• **Task description**:
Set every entry down again precisely.
[Extracted material Boundary: Start]
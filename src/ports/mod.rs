pub mod author_repository;
pub mod book_repository;
pub mod loan_repository;
pub mod mailer;
pub mod member_repository;
pub mod task_queue;

pub use author_repository::AuthorRepository;
pub use book_repository::{BookChanges, BookRepository, UpdateBookOutcome};
pub use loan_repository::{LoanRepository, OpenLoanOutcome};
pub use mailer::Mailer;
pub use member_repository::MemberRepository;
pub use task_queue::{JobHandler, TaskQueue};
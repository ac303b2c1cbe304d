use crate::domain::{Member, MemberId, MemberLoanCount};
use crate::ports::member_repository::{MemberRepository as MemberRepositoryTrait, Result};
use async_trait::async_trait;
use sqlx::{PgPool, Row};

use super::rows::{MEMBER_COLUMNS, invalid_data, map_row_to_member};

/// MemberRepositoryのPostgreSQL実装
pub struct MemberRepository {
    pool: PgPool,
}

impl MemberRepository {
    pub fn new(pool: PgPool) -> Self {
        Self { pool }
    }
}

#[async_trait]
impl MemberRepositoryTrait for MemberRepository {
    async fn get(&self, member_id: MemberId) -> Result<Option<Member>> {
        let sql = format!("SELECT {MEMBER_COLUMNS} FROM members WHERE member_id = $1");
        let row = sqlx::query(&sql)
            .bind(member_id.value())
            .fetch_optional(&self.pool)
            .await?;

        Ok(row.as_ref().map(map_row_to_member))
    }

    async fn list(&self) -> Result<Vec<Member>> {
        let sql = format!("SELECT {MEMBER_COLUMNS} FROM members ORDER BY joined_at, member_id");
        let rows = sqlx::query(&sql).fetch_all(&self.pool).await?;

        Ok(rows.iter().map(map_row_to_member).collect())
    }

    async fn create(&self, member: &Member) -> Result<()> {
        sqlx::query(
            r#"
            INSERT INTO members (member_id, username, email, joined_at)
            VALUES ($1, $2, $3, $4)
            "#,
        )
        .bind(member.member_id.value())
        .bind(&member.username)
        .bind(&member.email)
        .bind(member.joined_at)
        .execute(&self.pool)
        .await?;

        Ok(())
    }

    async fn update(&self, member: &Member) -> Result<bool> {
        let result = sqlx::query(
            r#"
            UPDATE members
            SET username = $2, email = $3
            WHERE member_id = $1
            "#,
        )
        .bind(member.member_id.value())
        .bind(&member.username)
        .bind(&member.email)
        .execute(&self.pool)
        .await?;

        Ok(result.rows_affected() > 0)
    }

    /// 会員を削除する
    ///
    /// 貸出中だった書籍の冊数を戻してから、外部キーのカスケードで貸出ごと削除する。
    async fn delete(&self, member_id: MemberId) -> Result<bool> {
        let mut tx = self.pool.begin().await?;

        sqlx::query(
            r#"
            UPDATE books AS b
            SET available_copies = b.available_copies + active.cnt,
                updated_at = NOW()
            FROM (
                SELECT book_id, COUNT(*)::INTEGER AS cnt
                FROM loans
                WHERE member_id = $1 AND is_returned = FALSE
                GROUP BY book_id
            ) AS active
            WHERE b.book_id = active.book_id
            "#,
        )
        .bind(member_id.value())
        .execute(&mut *tx)
        .await?;

        let result = sqlx::query("DELETE FROM members WHERE member_id = $1")
            .bind(member_id.value())
            .execute(&mut *tx)
            .await?;

        tx.commit().await?;
        Ok(result.rows_affected() > 0)
    }

    /// 通算貸出件数の多い会員を取得（同数は会員IDの昇順）
    async fn top_by_loan_count(&self, limit: usize) -> Result<Vec<MemberLoanCount>> {
        let limit = i64::try_from(limit)
            .map_err(|_| invalid_data(format!("limit out of range: {}", limit)))?;

        let rows = sqlx::query(
            r#"
            SELECT
                m.member_id,
                m.username,
                m.email,
                m.joined_at,
                COUNT(l.loan_id) AS loan_count
            FROM members m
            LEFT JOIN loans l ON l.member_id = m.member_id
            GROUP BY m.member_id
            ORDER BY loan_count DESC, m.member_id ASC
            LIMIT $1
            "#,
        )
        .bind(limit)
        .fetch_all(&self.pool)
        .await?;

        rows.iter()
            .map(|row| -> Result<MemberLoanCount> {
                let loan_count: i64 = row.get("loan_count");
                let loan_count = u64::try_from(loan_count)
                    .map_err(|_| invalid_data(format!("loan_count out of range: {}", loan_count)))?;
                Ok(MemberLoanCount {
                    member: map_row_to_member(row),
                    loan_count,
                })
            })
            .collect()
    }
}
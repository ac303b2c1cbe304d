pub mod mail;
pub mod memory;
pub mod postgres;
pub mod queue;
[Extracted material Boundary: End]
• **Exercise solution**:
filename src/ports/mod.rs
pub mod author_repository;
pub mod book_repository;
pub mod loan_repository;
pub mod mailer;
pub mod member_repository;
pub mod task_queue;

pub use author_repository::AuthorRepository;
pub use book_repository::{BookChanges, BookRepository, UpdateBookOutcome};
pub use loan_repository::{LoanRepository, OpenLoanOutcome};
pub use mailer::Mailer;
pub use member_repository::MemberRepository;
pub use task_queue::{JobHandler, TaskQueue};
repository ac303b2c1cbe304d
use crate::domain::{Member, MemberId, MemberLoanCount};
use crate::ports::member_repository::{MemberRepository as MemberRepositoryTrait, Result};
use async_trait::async_trait;
use sqlx::{PgPool, Row};

use super::rows::{MEMBER_COLUMNS, invalid_data, map_row_to_member};

/// MemberRepositoryのPostgreSQL実装
pub struct MemberRepository {
    pool: PgPool,
}

impl MemberRepository {
    pub fn new(pool: PgPool) -> Self {
        Self { pool }
    }
}

#[async_trait]
impl MemberRepositoryTrait for MemberRepository {
    async fn get(&self, member_id: MemberId) -> Result<Option<Member>> {
        let sql = format!("SELECT {MEMBER_COLUMNS} FROM members WHERE member_id = $1");
        let row = sqlx::query(&sql)
            .bind(member_id.value())
            .fetch_optional(&self.pool)
            .await?;

        Ok(row.as_ref().map(map_row_to_member))
    }

    async fn list(&self) -> Result<Vec<Member>> {
        let sql = format!("SELECT {MEMBER_COLUMNS} FROM members ORDER BY joined_at, member_id");
        let rows = sqlx::query(&sql).fetch_all(&self.pool).await?;

        Ok(rows.iter().map(map_row_to_member).collect())
    }

    async fn create(&self, member: &Member) -> Result<()> {
        sqlx::query(
            r#"
            INSERT INTO members (member_id, username, email, joined_at)
            VALUES ($1, $2, $3, $4)
            "#,
        )
        .bind(member.member_id.value())
        .bind(&member.username)
        .bind(&member.email)
        .bind(member.joined_at)
        .execute(&self.pool)
        .await?;

        Ok(())
    }

    async fn update(&self, member: &Member) -> Result<bool> {
        let result = sqlx::query(
            r#"
            UPDATE members
            SET username = $2, email = $3
            WHERE member_id = $1
            "#,
        )
        .bind(member.member_id.value())
        .bind(&member.username)
        .bind(&member.email)
        .execute(&self.pool)
        .await?;

        Ok(result.rows_affected() > 0)
    }

    /// 会員を削除する
    ///
    /// 貸出中だった書籍の冊数を戻してから、外部キーのカスケードで貸出ごと削除する。
    async fn delete(&self, member_id: MemberId) -> Result<bool> {
        let mut tx = self.pool.begin().await?;

        sqlx::query(
            r#"
            UPDATE books AS b
            SET available_copies = b.available_copies + active.cnt,
                updated_at = NOW()
            FROM (
                SELECT book_id, COUNT(*)::INTEGER AS cnt
                FROM loans
                WHERE member_id = $1 AND is_returned = FALSE
                GROUP BY book_id
            ) AS active
            WHERE b.book_id = active.book_id
            "#,
        )
        .bind(member_id.value())
        .execute(&mut *tx)
        .await?;

        let result = sqlx::query("DELETE FROM members WHERE member_id = $1")
            .bind(member_id.value())
            .execute(&mut *tx)
            .await?;

        tx.commit().await?;
        Ok(result.rows_affected() > 0)
    }

    /// 通算貸出件数の多い会員を取得（同数は会員IDの昇順）
    async fn top_by_loan_count(&self, limit: usize) -> Result<Vec<MemberLoanCount>> {
        let limit = i64::try_from(limit)
            .map_err(|_| invalid_data(format!("limit out of range: {}", limit)))?;

        let rows = sqlx::query(
            r#"
            SELECT
                m.member_id,
                m.username,
                m.email,
                m.joined_at,
                COUNT(l.loan_id) AS loan_count
            FROM members m
            LEFT JOIN loans l ON l.member_id = m.member_id
            GROUP BY m.member_id
            ORDER BY loan_count DESC, m.member_id ASC
            LIMIT $1
            "#,
        )
        .bind(limit)
        .fetch_all(&self.pool)
        .await?;

        rows.iter()
            .map(|row| -> Result<MemberLoanCount> {
                let loan_count: i64 = row.get("loan_count");
                let loan_count = u64::try_from(loan_count)
                    .map_err(|_| invalid_data(format!("loan_count out of range: {}", loan_count)))?;
                Ok(MemberLoanCount {
                    member: map_row_to_member(row),
                    loan_count,
                })
            })
            .collect()
    }
}
repository ac303b2c1cbe304d
pub mod mail;
pub mod memory;
pub mod postgres;
pub mod queue;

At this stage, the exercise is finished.